Saved entries
■ ■ ■ ■

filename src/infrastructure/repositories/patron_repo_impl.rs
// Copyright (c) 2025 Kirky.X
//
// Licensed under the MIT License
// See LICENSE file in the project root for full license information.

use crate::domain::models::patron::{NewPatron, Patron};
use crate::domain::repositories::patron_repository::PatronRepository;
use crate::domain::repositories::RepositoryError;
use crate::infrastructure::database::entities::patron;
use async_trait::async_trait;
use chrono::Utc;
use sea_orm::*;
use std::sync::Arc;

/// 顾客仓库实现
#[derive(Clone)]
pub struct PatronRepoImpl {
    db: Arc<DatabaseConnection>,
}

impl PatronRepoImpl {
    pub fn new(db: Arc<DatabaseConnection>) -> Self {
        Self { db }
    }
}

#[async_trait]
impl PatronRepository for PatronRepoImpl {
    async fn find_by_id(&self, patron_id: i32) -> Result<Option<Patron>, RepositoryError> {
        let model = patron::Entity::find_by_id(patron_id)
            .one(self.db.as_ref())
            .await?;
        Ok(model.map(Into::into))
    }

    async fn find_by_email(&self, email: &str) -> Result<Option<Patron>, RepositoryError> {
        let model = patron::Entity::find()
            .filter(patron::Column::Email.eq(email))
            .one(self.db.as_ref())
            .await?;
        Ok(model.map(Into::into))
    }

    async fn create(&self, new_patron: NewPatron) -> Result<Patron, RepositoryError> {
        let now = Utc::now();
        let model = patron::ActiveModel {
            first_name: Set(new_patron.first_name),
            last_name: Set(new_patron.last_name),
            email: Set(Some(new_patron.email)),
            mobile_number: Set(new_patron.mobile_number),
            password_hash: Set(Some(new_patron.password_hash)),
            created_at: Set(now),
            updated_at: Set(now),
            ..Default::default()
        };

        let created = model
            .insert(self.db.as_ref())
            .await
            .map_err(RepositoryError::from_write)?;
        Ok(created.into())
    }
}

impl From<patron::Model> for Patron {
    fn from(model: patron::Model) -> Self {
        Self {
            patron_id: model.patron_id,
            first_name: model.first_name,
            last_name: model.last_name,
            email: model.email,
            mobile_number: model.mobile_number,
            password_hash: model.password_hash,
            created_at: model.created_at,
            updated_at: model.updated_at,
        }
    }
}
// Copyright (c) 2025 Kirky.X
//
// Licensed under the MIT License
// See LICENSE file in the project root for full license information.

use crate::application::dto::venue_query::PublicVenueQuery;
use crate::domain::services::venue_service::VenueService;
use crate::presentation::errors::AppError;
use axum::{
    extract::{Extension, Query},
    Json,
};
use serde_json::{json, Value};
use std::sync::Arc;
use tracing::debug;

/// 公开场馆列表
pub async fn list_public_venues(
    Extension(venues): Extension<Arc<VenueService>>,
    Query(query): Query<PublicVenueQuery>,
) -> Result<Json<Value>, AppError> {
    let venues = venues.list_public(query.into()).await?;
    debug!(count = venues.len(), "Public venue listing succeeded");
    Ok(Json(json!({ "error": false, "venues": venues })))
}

■ ■ ■ ■

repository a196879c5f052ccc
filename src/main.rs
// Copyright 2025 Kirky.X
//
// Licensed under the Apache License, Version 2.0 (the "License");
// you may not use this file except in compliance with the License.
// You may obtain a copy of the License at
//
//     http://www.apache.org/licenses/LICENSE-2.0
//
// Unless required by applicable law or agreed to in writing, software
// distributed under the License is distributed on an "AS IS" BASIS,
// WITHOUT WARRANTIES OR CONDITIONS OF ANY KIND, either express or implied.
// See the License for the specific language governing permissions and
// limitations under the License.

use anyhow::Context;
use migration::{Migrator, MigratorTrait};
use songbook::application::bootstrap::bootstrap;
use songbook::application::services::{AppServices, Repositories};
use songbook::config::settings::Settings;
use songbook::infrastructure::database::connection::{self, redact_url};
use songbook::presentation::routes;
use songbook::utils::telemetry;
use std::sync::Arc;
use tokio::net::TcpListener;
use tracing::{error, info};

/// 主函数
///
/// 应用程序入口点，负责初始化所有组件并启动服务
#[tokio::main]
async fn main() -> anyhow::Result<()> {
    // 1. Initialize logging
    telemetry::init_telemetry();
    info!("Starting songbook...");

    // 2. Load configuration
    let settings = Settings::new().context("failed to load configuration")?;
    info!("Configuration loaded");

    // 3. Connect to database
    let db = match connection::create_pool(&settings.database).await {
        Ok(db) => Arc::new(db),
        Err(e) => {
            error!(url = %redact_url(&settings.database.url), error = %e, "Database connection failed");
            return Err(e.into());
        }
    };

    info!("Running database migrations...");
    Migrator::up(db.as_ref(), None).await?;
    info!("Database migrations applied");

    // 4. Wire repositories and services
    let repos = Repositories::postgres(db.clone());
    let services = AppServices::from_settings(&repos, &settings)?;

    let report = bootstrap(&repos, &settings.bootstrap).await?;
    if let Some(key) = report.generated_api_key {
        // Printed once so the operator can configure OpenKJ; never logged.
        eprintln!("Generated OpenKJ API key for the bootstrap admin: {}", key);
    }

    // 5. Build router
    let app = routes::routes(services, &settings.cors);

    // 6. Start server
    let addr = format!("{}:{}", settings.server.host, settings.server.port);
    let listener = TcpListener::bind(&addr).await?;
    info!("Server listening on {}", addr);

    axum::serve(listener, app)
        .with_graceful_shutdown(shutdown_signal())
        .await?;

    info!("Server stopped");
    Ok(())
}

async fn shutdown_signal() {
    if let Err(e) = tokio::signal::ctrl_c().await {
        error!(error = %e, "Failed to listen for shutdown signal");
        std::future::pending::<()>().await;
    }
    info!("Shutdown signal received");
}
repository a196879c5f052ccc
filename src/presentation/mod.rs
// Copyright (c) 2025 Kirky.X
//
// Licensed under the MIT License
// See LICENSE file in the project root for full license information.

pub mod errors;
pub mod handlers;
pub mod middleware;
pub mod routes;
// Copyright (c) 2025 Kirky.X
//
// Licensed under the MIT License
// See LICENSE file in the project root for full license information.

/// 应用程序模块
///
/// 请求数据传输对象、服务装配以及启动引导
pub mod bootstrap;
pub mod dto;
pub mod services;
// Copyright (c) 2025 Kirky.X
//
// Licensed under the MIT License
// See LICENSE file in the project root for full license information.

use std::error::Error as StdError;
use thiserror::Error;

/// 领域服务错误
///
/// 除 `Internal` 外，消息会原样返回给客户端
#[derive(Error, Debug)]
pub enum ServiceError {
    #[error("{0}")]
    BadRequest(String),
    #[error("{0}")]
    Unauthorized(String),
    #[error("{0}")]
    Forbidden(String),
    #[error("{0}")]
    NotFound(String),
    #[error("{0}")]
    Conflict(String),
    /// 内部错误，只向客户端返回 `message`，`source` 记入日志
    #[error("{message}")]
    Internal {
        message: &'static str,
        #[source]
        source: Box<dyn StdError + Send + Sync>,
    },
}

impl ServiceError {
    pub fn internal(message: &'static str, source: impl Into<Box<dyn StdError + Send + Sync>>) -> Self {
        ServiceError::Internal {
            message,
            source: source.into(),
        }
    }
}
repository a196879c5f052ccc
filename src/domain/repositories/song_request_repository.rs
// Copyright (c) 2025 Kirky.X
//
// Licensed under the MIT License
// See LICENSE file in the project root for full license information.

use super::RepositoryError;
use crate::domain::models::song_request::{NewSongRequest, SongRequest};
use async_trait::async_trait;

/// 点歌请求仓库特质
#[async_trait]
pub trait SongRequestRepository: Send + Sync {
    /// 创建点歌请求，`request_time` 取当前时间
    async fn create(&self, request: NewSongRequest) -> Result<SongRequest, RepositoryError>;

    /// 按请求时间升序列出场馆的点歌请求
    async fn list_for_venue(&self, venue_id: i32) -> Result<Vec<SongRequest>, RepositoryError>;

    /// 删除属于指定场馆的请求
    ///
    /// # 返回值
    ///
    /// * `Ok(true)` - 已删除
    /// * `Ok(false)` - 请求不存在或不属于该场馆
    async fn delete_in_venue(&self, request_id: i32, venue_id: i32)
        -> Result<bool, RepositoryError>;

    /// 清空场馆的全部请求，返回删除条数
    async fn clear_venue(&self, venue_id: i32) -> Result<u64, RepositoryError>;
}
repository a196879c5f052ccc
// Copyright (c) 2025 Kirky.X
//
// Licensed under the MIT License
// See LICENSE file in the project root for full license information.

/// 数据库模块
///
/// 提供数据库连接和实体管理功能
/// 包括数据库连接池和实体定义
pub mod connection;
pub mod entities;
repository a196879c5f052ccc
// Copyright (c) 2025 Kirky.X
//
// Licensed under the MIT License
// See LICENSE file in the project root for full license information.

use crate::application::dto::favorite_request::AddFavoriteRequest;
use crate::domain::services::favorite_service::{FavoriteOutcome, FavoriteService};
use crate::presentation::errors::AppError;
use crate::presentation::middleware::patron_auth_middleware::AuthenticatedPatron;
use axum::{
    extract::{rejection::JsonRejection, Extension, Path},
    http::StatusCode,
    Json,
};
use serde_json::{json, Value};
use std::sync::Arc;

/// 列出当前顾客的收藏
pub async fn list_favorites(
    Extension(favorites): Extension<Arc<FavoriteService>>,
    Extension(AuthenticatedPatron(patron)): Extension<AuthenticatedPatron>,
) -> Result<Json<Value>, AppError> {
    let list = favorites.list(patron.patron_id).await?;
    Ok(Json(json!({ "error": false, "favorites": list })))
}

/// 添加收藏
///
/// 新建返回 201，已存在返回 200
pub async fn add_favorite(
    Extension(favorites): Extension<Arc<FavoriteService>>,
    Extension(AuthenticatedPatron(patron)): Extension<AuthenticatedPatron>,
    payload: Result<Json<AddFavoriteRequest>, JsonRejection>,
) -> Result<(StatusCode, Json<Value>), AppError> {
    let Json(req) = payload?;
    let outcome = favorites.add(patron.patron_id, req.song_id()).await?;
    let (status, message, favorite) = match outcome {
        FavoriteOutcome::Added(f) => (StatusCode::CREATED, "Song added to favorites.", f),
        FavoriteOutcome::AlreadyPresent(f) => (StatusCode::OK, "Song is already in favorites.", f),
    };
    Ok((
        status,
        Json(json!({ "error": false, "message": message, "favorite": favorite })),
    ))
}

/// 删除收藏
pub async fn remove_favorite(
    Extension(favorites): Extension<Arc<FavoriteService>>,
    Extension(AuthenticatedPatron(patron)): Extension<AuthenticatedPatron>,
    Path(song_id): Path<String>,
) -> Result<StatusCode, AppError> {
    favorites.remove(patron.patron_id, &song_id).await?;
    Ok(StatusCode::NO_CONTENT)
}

■ ■ ■ ■

WHAT TO WORK ON: Out of the preceding entries, pull every line containing the string "tokio".

ANSWER TO THIS EXERCISE:
use tokio::net::TcpListener;
#[tokio::main]
    if let Err(e) = tokio::signal::ctrl_c().await {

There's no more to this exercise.